By Clarence Page, Tribune Content Agency on

If a politician commits a gaffe but doesn't know that it's a gaffe, has a gaffe actually been committed?

That question came to mind as I read a startling tweeted denial from President Trump that 3,000 Americans died in the aftermath of Hurricane Maria in Puerto Rico last year --and accused Democrats of inflating the death toll to make him "look as bad as possible."

"3000 people did not die in the two hurricanes that hit Puerto Rico," he tweeted on Thursday morning. "When I left the Island, AFTER the storm had hit, they had anywhere from 6 to 18 deaths. As time went by it did not go up by much. Then, a long time later, they started to report really large numbers, like 3000... "

Oh? And who cooked up these numbers? Guess who.

".....This was done by the Democrats in order to make me look as bad as possible when I was successfully raising Billions of Dollars to help rebuild Puerto Rico," he continued. "If a person died for any reason, like old age, just add them onto the list. Bad politics. I love Puerto Rico!"

Was that final exclamation a sincere expression of love or sarcasm? With Trump it's hard to tell.

 

As he displayed a couple of days earlier when he arrived at a Pennsylvania airport en route to solemn Sept. 11 memorial ceremonies pumping his fists in the air as if he had arrived at the Super Bowl, this president can be tragically deficient in the empathy department.

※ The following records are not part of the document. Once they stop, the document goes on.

//! The unprocessed record a feed parser hands to the normalizer.
//!
//! `RawRecord` mirrors what a syntax parser can find in one feed entry
//! without interpreting any of it: several alternative date-bearing fields,
//! several alternative link-bearing fields, and an enclosure reference.
//! Deciding which of those wins is the normalizer's job
//! ([`crate::item::normalize`]), not the parser's.
//!
//! ## For contributors
//!
//! If you are adding a new parser you do **not** need to modify this file
//! unless the format carries a date or link under a name not listed here.
//! Fill in whichever fields the format provides and leave the rest `None`.

/// One feed entry exactly as the parser saw it.
///
/// Every field is optional because feeds in the wild omit any of them.
#[derive(Debug, Clone, Default, PartialEq, Eq)]
pub struct RawRecord {
    /// Entry title, before cleanup.
    pub title: Option<String>,

    /// RSS `<pubDate>`.  Highest-priority date field.
    pub pub_date: Option<String>,

    /// Atom-style `published`.
    pub published: Option<String>,

    /// Atom-style `updated`.
    pub updated: Option<String>,

    /// Dublin Core `dc:date`.  Lowest-priority date field.
    pub dc_date: Option<String>,

    /// Explicit entry URL, preferred over [`link`](Self::link).
    pub url: Option<String>,

    /// `<link>` element.
    pub link: Option<String>,

    /// URL of the `<enclosure>`, which for release feeds is the cover art.
    pub enclosure_url: Option<String>,
}

impl RawRecord {
    /// Date-bearing fields in priority order.
    pub fn date_fields(&self) -> [Option<&str>; 4] {
        [
            self.pub_date.as_deref(),
            self.published.as_deref(),
            self.updated.as_deref(),
            self.dc_date.as_deref(),
        ]
    }

    /// Link-bearing fields in priority order.
    pub fn link_fields(&self) -> [Option<&str>; 2] {
        [self.url.as_deref(), self.link.as_deref()]
    }
}

// ---------------------------------------------------------------------------
// Tests
// ---------------------------------------------------------------------------
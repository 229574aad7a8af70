//! Body composition.

use bytes::Bytes;

use crate::compose::ComposeError;
use crate::routing::Route;
use crate::template::TemplateContext;

/// Render the route's body template.
///
/// `None` means the route has no body template and the inbound body is
/// forwarded untouched. The length of the returned bytes is the exact
/// `Content-Length` of the outbound request.
pub fn compose_body(route: &Route, context: &TemplateContext) -> Result<Option<Bytes>, ComposeError> {
    let Some(template) = &route.body else {
        return Ok(None);
    };
    let rendered = template.render(context).map_err(ComposeError::Body)?;
    Ok(Some(Bytes::from(rendered)))
}

#[cfg(test)]
mod tests {
    use super::*;
    use crate::compose::template_context;
    use crate::compose::test_support::*;

    #[test]
    fn test_no_template_passes_through() {
        let route = compile(&route_config());
        assert!(compose_body(&route, &template_context(&route, &alice())).unwrap().is_none());
    }

    #[test]
    fn test_body_rendered_once() {
        let mut cfg = route_config();
        cfg.body = Some(r#"{"login":"{{.User.Login}}","name":"{{.User.Name}}"}"#.into());
        let route = compile(&cfg);

        let body = compose_body(&route, &template_context(&route, &alice())).unwrap().unwrap();
        let expected = r#"{"login":"alice","name":"Alice Liddell"}"#;
        assert_eq!(body, expected.as_bytes());
        assert_eq!(body.len(), expected.len());
    }

    #[test]
    fn test_multibyte_length() {
        let mut cfg = route_config();
        cfg.body = Some("héllo {{.JsonData.tenant}}".into());
        let route = compile(&cfg);

        let body = compose_body(&route, &template_context(&route, &alice())).unwrap().unwrap();
        assert_eq!(body.len(), "héllo acme".len());
    }

    #[test]
    fn test_empty_template_yields_empty_body() {
        let mut cfg = route_config();
        cfg.body = Some(String::new());
        let route = compile(&cfg);

        let body = compose_body(&route, &template_context(&route, &alice())).unwrap();
        assert_eq!(body.as_deref(), Some(&b""[..]));
    }

    #[test]
    fn test_failure() {
        let mut cfg = route_config();
        cfg.body = Some("{{.User.Login.more}}".into());
        let route = compile(&cfg);
        assert!(matches!(
            compose_body(&route, &template_context(&route, &alice())),
            Err(ComposeError::Body(_))
        ));
    }
}
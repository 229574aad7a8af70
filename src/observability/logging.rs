//! Structured logging.
//!
//! # Responsibilities
//! - Initialize the tracing subscriber
//! - Configure log level from config, overridable via `RUST_LOG`
//!
//! # Design Decisions
//! - Uses tracing crate for structured logging
//! - Template contents and secure data are never logged

use tracing_subscriber::{layer::SubscriberExt, util::SubscriberInitExt, EnvFilter};

/// Install the global subscriber. Call once, at startup.
pub fn init(log_level: &str) {
    tracing_subscriber::registry()
        .with(EnvFilter::try_from_default_env().unwrap_or_else(|_| default_filter(log_level)))
        .with(tracing_subscriber::fmt::layer())
        .init();
}

fn default_filter(log_level: &str) -> EnvFilter {
    EnvFilter::try_new(format!("route_proxy={log_level},tower_http={log_level}"))
        .unwrap_or_else(|_| EnvFilter::new("route_proxy=info,tower_http=info"))
}
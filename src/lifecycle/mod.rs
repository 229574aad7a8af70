//! Lifecycle management subsystem.
//!
//! # Data Flow
//! ```text
//! Startup (main.rs):
//!     Load config → Validate → Compile routes → Start watcher → Bind listener
//!
//! Shutdown (shutdown.rs):
//!     Signal received → Stop accepting → Drain in-flight requests → Exit
//!
//! Signals (signals.rs):
//!     SIGTERM/SIGINT → Trigger graceful shutdown
//! ```
//!
//! # Design Decisions
//! - Ordered startup: config first, then core, then listeners
//! - Fail fast: any startup error is fatal

pub mod shutdown;
pub mod signals;

pub use shutdown::Shutdown;
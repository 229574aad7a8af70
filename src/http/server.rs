//! HTTP server setup and configuration.
//!
//! # Responsibilities
//! - Create Axum Router with the proxy handler
//! - Wire up middleware (access control, request ID, tracing)
//! - Bind server to listener
//! - Dispatch requests to the routing engine and director
//! - Swap in reloaded configuration without dropping connections
//! - Observability (metrics, correlation IDs)

use arc_swap::ArcSwap;
use axum::{
    body::Body,
    extract::{ConnectInfo, State},
    http::Request,
    middleware,
    response::{IntoResponse, Response},
    routing::any,
    Router,
};
use std::net::SocketAddr;
use std::sync::Arc;
use std::time::Instant;
use tokio::net::TcpListener;
use tokio::sync::{broadcast, mpsc};
use tower_http::{
    request_id::{PropagateRequestIdLayer, SetRequestIdLayer},
    trace::TraceLayer,
};

use crate::compose::IdentityHeaderSettings;
use crate::config::ProxyConfig;
use crate::http::request::{RequestIdExt, UuidRequestId};
use crate::identity::{CallerIdentity, IdentityResolver};
use crate::observability::metrics;
use crate::proxy::{build_client, forward, Director, HttpClient, ProxyError};
use crate::routing::{RouteError, Router as ProxyRouter};
use crate::security::access_control_middleware;

/// Everything derived from one configuration snapshot.
pub struct ProxyState {
    pub config: ProxyConfig,
    pub router: ProxyRouter,
    pub director: Director,
    pub resolver: IdentityResolver,
    pub client: HttpClient,
}

impl ProxyState {
    pub fn from_config(config: ProxyConfig) -> Result<Self, RouteError> {
        let router = ProxyRouter::from_config(&config)?;
        let director = Director::new(IdentityHeaderSettings {
            login_cookie_name: config.identity.login_cookie_name.clone(),
        });
        let resolver = IdentityResolver::from_config(&config.identity);
        let client = build_client(&config.timeouts);

        Ok(Self {
            config,
            router,
            director,
            resolver,
            client,
        })
    }
}

/// Application state injected into handlers.
#[derive(Clone)]
pub struct AppState {
    pub inner: Arc<ArcSwap<ProxyState>>,
}

impl AppState {
    pub fn new(state: ProxyState) -> Self {
        Self {
            inner: Arc::new(ArcSwap::from_pointee(state)),
        }
    }

    /// Replace the active snapshot. A config that fails to compile is
    /// dropped and the current one stays active.
    pub fn reload(&self, config: ProxyConfig) -> bool {
        let current = self.inner.load();
        if current.config.listener.bind_address != config.listener.bind_address {
            tracing::warn!(
                current = %current.config.listener.bind_address,
                requested = %config.listener.bind_address,
                "Listener address changes require a restart"
            );
        }

        match ProxyState::from_config(config) {
            Ok(state) => {
                let routes = state.router.routes().len();
                self.inner.store(Arc::new(state));
                metrics::record_reload(true);
                tracing::info!(routes, "Configuration reloaded");
                true
            }
            Err(e) => {
                metrics::record_reload(false);
                tracing::error!(error = %e, "Reloaded configuration rejected, keeping current");
                false
            }
        }
    }
}

/// HTTP server for the reverse proxy.
pub struct HttpServer {
    router: Router,
    state: AppState,
}

impl HttpServer {
    /// Create a new HTTP server with the given configuration.
    pub fn new(config: ProxyConfig) -> Result<Self, RouteError> {
        let state = AppState::new(ProxyState::from_config(config)?);
        let router = Self::build_router(&state);
        Ok(Self { router, state })
    }

    /// Build the Axum router with all middleware layers.
    ///
    /// Upstream timeouts are applied per request in `forward`, from the
    /// snapshot the request started with.
    fn build_router(state: &AppState) -> Router {
        Router::new()
            .route("/{*path}", any(proxy_handler))
            .route("/", any(proxy_handler))
            .layer(middleware::from_fn_with_state(state.clone(), access_control_middleware))
            .with_state(state.clone())
            .layer(PropagateRequestIdLayer::x_request_id())
            .layer(TraceLayer::new_for_http())
            .layer(SetRequestIdLayer::x_request_id(UuidRequestId))
    }

    /// Handle to the live state, for reloads outside `run`.
    pub fn state(&self) -> AppState {
        self.state.clone()
    }

    /// Run the server, accepting connections on the given listener.
    ///
    /// Configs received on `config_updates` replace the active routes and
    /// identities; in-flight requests finish on the snapshot they started with.
    pub async fn run(
        self,
        listener: TcpListener,
        mut config_updates: mpsc::UnboundedReceiver<ProxyConfig>,
        mut shutdown: broadcast::Receiver<()>,
    ) -> Result<(), std::io::Error> {
        let addr = listener.local_addr()?;
        tracing::info!(address = %addr, "HTTP server starting");

        let state = self.state.clone();
        let reloader = tokio::spawn(async move {
            while let Some(config) = config_updates.recv().await {
                state.reload(config);
            }
        });

        let app = self.router.into_make_service_with_connect_info::<SocketAddr>();

        axum::serve(listener, app)
            .with_graceful_shutdown(async move {
                let _ = shutdown.recv().await;
                tracing::info!("Shutdown signal received");
            })
            .await?;

        reloader.abort();
        tracing::info!("HTTP server stopped");
        Ok(())
    }
}

/// Main proxy handler.
/// Looks up the route, directs the request and forwards it.
async fn proxy_handler(State(state): State<AppState>, request: Request<Body>) -> Response {
    let start_time = Instant::now();
    let inner = state.inner.load_full();

    let request_id = request.request_id().to_string();
    let method = request.method().to_string();
    let path = request.uri().path().to_string();

    tracing::debug!(request_id = %request_id, method = %method, path = %path, "Proxying request");

    let Some(route) = inner.router.match_request(&request) else {
        tracing::warn!(request_id = %request_id, path = %path, "No route matched");
        metrics::record_request(&method, 404, "none", start_time);
        return ProxyError::NoRoute(path).into_response();
    };

    let Some(identity) = request.extensions().get::<CallerIdentity>().cloned() else {
        tracing::error!(request_id = %request_id, "Request reached the proxy without a resolved caller");
        metrics::record_rejected(&route.name, "auth");
        return ProxyError::Unauthorized("no resolved caller").into_response();
    };
    let remote_addr = request
        .extensions()
        .get::<ConnectInfo<SocketAddr>>()
        .map(|ConnectInfo(addr)| *addr);

    let outbound = match inner.director.direct(request, &route, &identity, remote_addr) {
        Ok(req) => req,
        Err(e) => {
            if let ProxyError::Compose(compose) = &e {
                metrics::record_rejected(&route.name, compose.stage());
            }
            tracing::warn!(
                request_id = %request_id,
                route = %route.name,
                error = %e,
                "Request rejected before forwarding"
            );
            metrics::record_request(&method, e.status().as_u16(), &route.name, start_time);
            return e.into_response();
        }
    };

    let upstream = outbound.uri().to_string();
    match forward(&inner.client, outbound, inner.config.timeouts.request_secs).await {
        Ok(response) => {
            metrics::record_request(&method, response.status().as_u16(), &route.name, start_time);
            response
        }
        Err(e) => {
            tracing::error!(
                request_id = %request_id,
                route = %route.name,
                upstream = %upstream,
                error = %e,
                "Upstream error"
            );
            metrics::record_request(&method, e.status().as_u16(), &route.name, start_time);
            e.into_response()
        }
    }
}

#[cfg(test)]
mod tests {
    use super::*;
    use crate::config::schema::{RouteConfig, TemplateDeclaration, UserConfig};
    use axum::http::{header, StatusCode};
    use tower::ServiceExt;

    fn config() -> ProxyConfig {
        let mut config = ProxyConfig::default();
        config.identity.users.push(UserConfig {
            token: "t-alice".into(),
            login: "alice".into(),
            org_id: 7,
            org_name: "Acme".into(),
            name: "Alice".into(),
            email: "alice@acme.test".into(),
            user_id: 42,
            is_grafana_admin: false,
            org_role: Default::default(),
        });
        config.routes.push(RouteConfig {
            name: "broken".into(),
            host: None,
            path_prefix: "/broken".into(),
            priority: 0,
            // Never contacted: composition fails first.
            target_url: Some("http://127.0.0.1:1".into()),
            forward_identity: true,
            headers: vec![TemplateDeclaration {
                name: "X-Missing".into(),
                content: "{{.JsonData.nope.deeper}}".into(),
            }],
            url_params: Vec::new(),
            body: None,
            json_data: Default::default(),
            secure_json_data: Default::default(),
        });
        config
    }

    fn request(path: &str, token: Option<&str>) -> Request<Body> {
        let mut builder = Request::builder().uri(path);
        if let Some(token) = token {
            builder = builder.header(header::AUTHORIZATION, format!("Bearer {token}"));
        }
        builder.body(Body::empty()).unwrap()
    }

    async fn body_text(response: Response) -> String {
        let bytes = axum::body::to_bytes(response.into_body(), 1024).await.unwrap();
        String::from_utf8(bytes.to_vec()).unwrap()
    }

    #[tokio::test]
    async fn test_unauthenticated_is_rejected() {
        let server = HttpServer::new(config()).unwrap();

        let response = server.router.clone().oneshot(request("/broken", None)).await.unwrap();
        assert_eq!(response.status(), StatusCode::UNAUTHORIZED);

        let response = server.router.oneshot(request("/broken", Some("bogus"))).await.unwrap();
        assert_eq!(response.status(), StatusCode::UNAUTHORIZED);
    }

    #[tokio::test]
    async fn test_no_route() {
        let server = HttpServer::new(config()).unwrap();
        let response = server.router.oneshot(request("/elsewhere", Some("t-alice"))).await.unwrap();

        assert_eq!(response.status(), StatusCode::NOT_FOUND);
        assert!(response.headers().contains_key("x-request-id"));
    }

    #[tokio::test]
    async fn test_composition_failure_is_generic_502() {
        let server = HttpServer::new(config()).unwrap();
        let response = server.router.oneshot(request("/broken/x", Some("t-alice"))).await.unwrap();

        assert_eq!(response.status(), StatusCode::BAD_GATEWAY);
        assert_eq!(body_text(response).await, "Upstream request failed");
    }

    #[tokio::test]
    async fn test_reload_swaps_routes() {
        let server = HttpServer::new(config()).unwrap();
        let state = server.state();

        let mut next = config();
        next.routes[0].path_prefix = "/moved".into();
        assert!(state.reload(next));

        let response = server.router.clone().oneshot(request("/broken/x", Some("t-alice"))).await.unwrap();
        assert_eq!(response.status(), StatusCode::NOT_FOUND);
        let response = server.router.oneshot(request("/moved/x", Some("t-alice"))).await.unwrap();
        assert_eq!(response.status(), StatusCode::BAD_GATEWAY);
    }

    #[tokio::test]
    async fn test_rejected_reload_keeps_current() {
        let server = HttpServer::new(config()).unwrap();
        let state = server.state();

        let mut next = config();
        next.routes[0].body = Some("{{.Broken".into());
        assert!(!state.reload(next));
        assert_eq!(state.inner.load().router.routes()[0].path_prefix, "/broken");
    }
}
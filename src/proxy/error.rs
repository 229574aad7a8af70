//! Proxy call errors and their client-facing responses.

use axum::http::StatusCode;
use axum::response::{IntoResponse, Response};
use thiserror::Error;

use crate::compose::ComposeError;

/// Why a proxy call ended without forwarding the upstream response.
#[derive(Debug, Error)]
pub enum ProxyError {
    #[error("no route matches path {0:?}")]
    NoRoute(String),

    #[error("route composition failed: {0}")]
    Compose(#[from] ComposeError),

    #[error("invalid upstream target: {0}")]
    InvalidTarget(String),

    #[error("upstream request failed: {0}")]
    Forwarding(#[source] hyper_util::client::legacy::Error),

    #[error("upstream did not respond within {0} seconds")]
    Timeout(u64),

    #[error("caller not authenticated: {0}")]
    Unauthorized(&'static str),
}

impl ProxyError {
    pub fn status(&self) -> StatusCode {
        match self {
            ProxyError::NoRoute(_) => StatusCode::NOT_FOUND,
            ProxyError::Compose(_) | ProxyError::InvalidTarget(_) | ProxyError::Forwarding(_) => {
                StatusCode::BAD_GATEWAY
            }
            ProxyError::Timeout(_) => StatusCode::GATEWAY_TIMEOUT,
            ProxyError::Unauthorized(_) => StatusCode::UNAUTHORIZED,
        }
    }
}

/// The body never carries the error detail; templates and context stay server-side.
impl IntoResponse for ProxyError {
    fn into_response(self) -> Response {
        let body = match self {
            ProxyError::NoRoute(_) => "No matching route found",
            ProxyError::Timeout(_) => "Upstream request timed out",
            ProxyError::Unauthorized(_) => "Unauthorized",
            _ => "Upstream request failed",
        };
        (self.status(), body).into_response()
    }
}

#[cfg(test)]
mod tests {
    use super::*;
    use crate::template::TemplateError;

    #[tokio::test]
    async fn test_compose_error_is_not_leaked() {
        let err = ProxyError::Compose(ComposeError::Body(TemplateError::Execution(
            "can't evaluate field SecureJsonData".into(),
        )));
        let response = err.into_response();
        assert_eq!(response.status(), StatusCode::BAD_GATEWAY);

        let body = axum::body::to_bytes(response.into_body(), 1024).await.unwrap();
        assert_eq!(&body[..], b"Upstream request failed");
    }

    #[test]
    fn test_status_mapping() {
        assert_eq!(ProxyError::NoRoute("/x".into()).status(), StatusCode::NOT_FOUND);
        assert_eq!(ProxyError::Timeout(30).status(), StatusCode::GATEWAY_TIMEOUT);
        assert_eq!(ProxyError::InvalidTarget("bad".into()).status(), StatusCode::BAD_GATEWAY);
        assert_eq!(ProxyError::Unauthorized("missing credentials").status(), StatusCode::UNAUTHORIZED);
    }
}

But his "3,000 people did not die" approach to Puerto Rico's losses marks a new low in his defensive, self-focused and paranoid approach to governance. In the same vein as conspiracy theorists who allege that just about every catastrophe from the 9/11 terrorist attacks to the Sandy Hook school massacre and beyond is a hoax, Trump showed himself to be a hurricane truther.

Only a day earlier he was insisting that his administration did a "fantastic job" in Puerto Rico.

"We got A Pluses for our recent hurricane work in Texas and Florida," he tweeted, "(and did an unappreciated great job in Puerto Rico, even though an inaccessible island with very poor electricity and a totally incompetent Mayor of San Juan)."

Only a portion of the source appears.